▶ Task statement
Only the lines from the start of the entries through the line with "to avoid copy." are wanted; please output them exactly.

START Information shown

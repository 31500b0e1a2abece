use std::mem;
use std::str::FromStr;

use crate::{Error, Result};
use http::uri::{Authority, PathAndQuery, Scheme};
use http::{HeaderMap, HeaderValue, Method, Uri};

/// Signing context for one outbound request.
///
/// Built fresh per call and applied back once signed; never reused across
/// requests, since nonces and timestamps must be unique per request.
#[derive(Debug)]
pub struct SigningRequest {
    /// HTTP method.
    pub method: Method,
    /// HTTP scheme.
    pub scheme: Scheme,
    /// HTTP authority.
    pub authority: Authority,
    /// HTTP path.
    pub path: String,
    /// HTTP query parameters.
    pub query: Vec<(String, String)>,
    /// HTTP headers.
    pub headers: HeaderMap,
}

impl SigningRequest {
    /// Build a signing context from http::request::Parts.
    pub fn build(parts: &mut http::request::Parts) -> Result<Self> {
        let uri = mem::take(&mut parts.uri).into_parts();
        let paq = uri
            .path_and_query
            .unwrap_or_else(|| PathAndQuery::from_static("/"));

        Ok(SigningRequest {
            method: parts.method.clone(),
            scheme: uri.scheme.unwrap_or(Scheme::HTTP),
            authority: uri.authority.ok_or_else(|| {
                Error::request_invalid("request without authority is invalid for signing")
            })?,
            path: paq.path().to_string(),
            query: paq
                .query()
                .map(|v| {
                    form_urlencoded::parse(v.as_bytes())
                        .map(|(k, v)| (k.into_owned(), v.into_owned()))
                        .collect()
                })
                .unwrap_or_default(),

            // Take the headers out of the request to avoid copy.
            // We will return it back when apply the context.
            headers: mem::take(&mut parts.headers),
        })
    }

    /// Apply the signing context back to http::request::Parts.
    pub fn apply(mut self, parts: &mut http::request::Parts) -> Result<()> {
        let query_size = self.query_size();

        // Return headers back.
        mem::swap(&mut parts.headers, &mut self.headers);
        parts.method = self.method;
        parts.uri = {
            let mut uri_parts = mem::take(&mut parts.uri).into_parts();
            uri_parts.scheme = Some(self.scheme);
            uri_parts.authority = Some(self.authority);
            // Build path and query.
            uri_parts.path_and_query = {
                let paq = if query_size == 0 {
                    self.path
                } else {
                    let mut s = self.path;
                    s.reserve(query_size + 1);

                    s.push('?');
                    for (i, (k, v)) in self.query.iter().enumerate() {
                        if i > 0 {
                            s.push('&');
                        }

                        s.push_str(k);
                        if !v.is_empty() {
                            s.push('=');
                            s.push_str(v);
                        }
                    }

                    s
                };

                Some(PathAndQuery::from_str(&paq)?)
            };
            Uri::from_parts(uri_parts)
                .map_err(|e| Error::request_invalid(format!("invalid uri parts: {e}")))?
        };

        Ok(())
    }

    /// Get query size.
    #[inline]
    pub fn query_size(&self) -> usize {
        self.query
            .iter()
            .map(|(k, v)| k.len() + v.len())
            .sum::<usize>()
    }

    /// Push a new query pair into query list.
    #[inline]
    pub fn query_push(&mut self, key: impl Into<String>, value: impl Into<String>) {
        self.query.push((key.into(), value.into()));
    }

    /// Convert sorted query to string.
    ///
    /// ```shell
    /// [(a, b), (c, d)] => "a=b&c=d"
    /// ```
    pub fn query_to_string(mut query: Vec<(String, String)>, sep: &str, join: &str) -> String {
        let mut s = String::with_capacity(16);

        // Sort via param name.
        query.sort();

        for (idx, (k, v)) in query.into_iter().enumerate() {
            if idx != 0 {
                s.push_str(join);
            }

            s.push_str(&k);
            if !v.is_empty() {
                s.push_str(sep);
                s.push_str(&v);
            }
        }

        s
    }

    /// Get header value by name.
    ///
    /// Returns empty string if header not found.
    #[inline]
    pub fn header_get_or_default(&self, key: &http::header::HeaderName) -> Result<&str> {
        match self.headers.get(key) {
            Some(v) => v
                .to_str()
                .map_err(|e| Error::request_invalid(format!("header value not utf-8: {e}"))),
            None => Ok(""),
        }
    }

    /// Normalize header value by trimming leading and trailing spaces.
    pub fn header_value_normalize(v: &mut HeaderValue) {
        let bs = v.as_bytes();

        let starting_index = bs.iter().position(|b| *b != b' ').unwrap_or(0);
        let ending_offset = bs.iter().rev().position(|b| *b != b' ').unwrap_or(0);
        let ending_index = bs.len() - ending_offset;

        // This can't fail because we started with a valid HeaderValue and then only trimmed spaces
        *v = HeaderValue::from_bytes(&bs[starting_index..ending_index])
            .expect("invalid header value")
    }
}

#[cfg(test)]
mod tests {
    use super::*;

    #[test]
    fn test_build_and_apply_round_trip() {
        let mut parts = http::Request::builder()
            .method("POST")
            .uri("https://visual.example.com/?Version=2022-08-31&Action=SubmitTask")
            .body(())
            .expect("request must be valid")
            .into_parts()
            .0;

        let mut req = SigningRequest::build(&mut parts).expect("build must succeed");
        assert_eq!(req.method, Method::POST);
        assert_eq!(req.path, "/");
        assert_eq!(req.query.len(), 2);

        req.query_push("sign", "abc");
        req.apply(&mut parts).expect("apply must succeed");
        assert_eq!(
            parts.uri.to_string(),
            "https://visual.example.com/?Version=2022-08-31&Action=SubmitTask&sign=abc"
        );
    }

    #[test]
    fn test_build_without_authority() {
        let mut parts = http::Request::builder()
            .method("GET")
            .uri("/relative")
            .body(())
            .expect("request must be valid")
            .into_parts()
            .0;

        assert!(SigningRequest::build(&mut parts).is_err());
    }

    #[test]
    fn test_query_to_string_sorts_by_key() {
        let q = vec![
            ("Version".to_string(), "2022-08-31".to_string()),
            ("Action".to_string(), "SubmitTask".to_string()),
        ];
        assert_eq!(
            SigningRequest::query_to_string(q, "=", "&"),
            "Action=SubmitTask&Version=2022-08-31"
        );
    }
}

END Information shown

▶ Response area
repository 31500b0e1a2abece
use std::mem;
use std::str::FromStr;

use crate::{Error, Result};
use http::uri::{Authority, PathAndQuery, Scheme};
use http::{HeaderMap, HeaderValue, Method, Uri};

/// Signing context for one outbound request.
///
/// Built fresh per call and applied back once signed; never reused across
/// requests, since nonces and timestamps must be unique per request.
#[derive(Debug)]
pub struct SigningRequest {
    /// HTTP method.
    pub method: Method,
    /// HTTP scheme.
    pub scheme: Scheme,
    /// HTTP authority.
    pub authority: Authority,
    /// HTTP path.
    pub path: String,
    /// HTTP query parameters.
    pub query: Vec<(String, String)>,
    /// HTTP headers.
    pub headers: HeaderMap,
}

impl SigningRequest {
    /// Build a signing context from http::request::Parts.
    pub fn build(parts: &mut http::request::Parts) -> Result<Self> {
        let uri = mem::take(&mut parts.uri).into_parts();
        let paq = uri
            .path_and_query
            .unwrap_or_else(|| PathAndQuery::from_static("/"));

        Ok(SigningRequest {
            method: parts.method.clone(),
            scheme: uri.scheme.unwrap_or(Scheme::HTTP),
            authority: uri.authority.ok_or_else(|| {
                Error::request_invalid("request without authority is invalid for signing")
            })?,
            path: paq.path().to_string(),
            query: paq
                .query()
                .map(|v| {
                    form_urlencoded::parse(v.as_bytes())
                        .map(|(k, v)| (k.into_owned(), v.into_owned()))
                        .collect()
                })
                .unwrap_or_default(),

            // Take the headers out of the request to avoid copy.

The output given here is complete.